A common mistake that we make is to depend on our rational critical thinking or problem solving mind to try to fix or get rid of negative emotions, like sadness. Remember emotions are a complex fusion of feelings, thoughts, urges and bodily sensations. Emotions can only be experienced not fixed.
If we try to get rid of sadness using rational critical thinking, our mind would first look to our memory for other times we have felt like this. The purpose would be to help us understand how not to repeat the mistake by seeing it again. But what happens in actuality is we remind ourselves of many sad scenarios and re-feel the pain. Then we start looking at how we allowed this to occur “what is wrong with me”? This of course causes our minds to search for other times that we felt like this and we end up remembering many instances in which we unsuccessfully dealt with fixing sadness, including this one.
Really we are looking at one sad scenario after another from the past as well as remembering how we did not deal with them very well. Next we step into our rational inquiry and think that “we shouldn’t feel this way” as we watch the sadness increase. We next, conclude that our struggle shows personal weakness and then we start “negatively judging ourselves.” This leads us to think that we really should fix this because it is getting worse and we might not be able to stand it. Your personal content in the search can play out in endless scenarios but the result is always the same, bad. Wow, not only do we feel sad but now we are depressed and scared trying to fix the emotion and control the future!
Feelings must be felt not “explained, solved or thought away”. Paradoxically if we allow a felt sense to be as it is it generally passes in time. We must learn to be with what we feel because “thinking” does not do “being”. As you noticed thinking to get rid of feeling actually made the sadness worsen.
With a commitment practice mindfulness can provide a skill to achieve a more flexible approach to living. We can train ourselves to sit non-judgmentally with our feelings and thoughts. We all own the capacity to be aware outside of thinking, to have an awareness of our own thinking and feeling. When we recognize this we become more able to see the bigger picture and in that perspective you begin to gain wisdom based on viewing the actual nature of your mind and body moment to moment, instead of being run by our conceptual thinking and conditioning.

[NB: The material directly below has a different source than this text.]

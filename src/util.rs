//! Shared utility modules used across Sentindex components.

pub mod varint;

Another way that we can get stuck when we try to rid ourselves, explain or fix an unpleasant emotion is we enter into a wishing ritual. We start comparing this moment with a moment that we want. I am sad and I want to be happy. This is what intiates the thinking.
The mind loves working on a problem and when it is not an emotional feeling sense it is very good at it. How do you get from sad to happy by remember all the times you were sad and fussing at yourself for being sad again. You don’t. Every time you wish that you were not so sad you are rejecting the only moment you have to take a mental journey wishing only to eventually, end up with disappointment. The brain is great at problem solving but it is not a good manager, that is our job. We are responsible for learning how our wonderful brain works best for us.
You have been observing yourself your whole life even though you may never notice that you have. You have watched every choice you have ever made. Begin to learn to relate to life more directly through your experience.
“Pure awareness transcends thinking. It allows you to step outside the chattering negative self-talk and your reactive impulses and emotions. It allows you to look at the world once again with open eyes. And when you do so, a sense of wonder and quiet contentment begins to reappear in your life.” Mindfulness an eight week plan for finding peace in a frantic world. Williams, M & Penman, D.
It is an interesting time when not only eastern and western ideas are being melded but also we are seeing a interdisciplinary effort to enhance our overall conceptualization and treatment of human distress.
For now, a mindfulness practice provides us with the tools and means to begin the process of managing in a way that leads to learning to live a life we value in this moment, rather than being dragged through life on autopilot. Mindfulness offers the means to begin the work of improving ourselves by understanding the very nature of life and our own paths.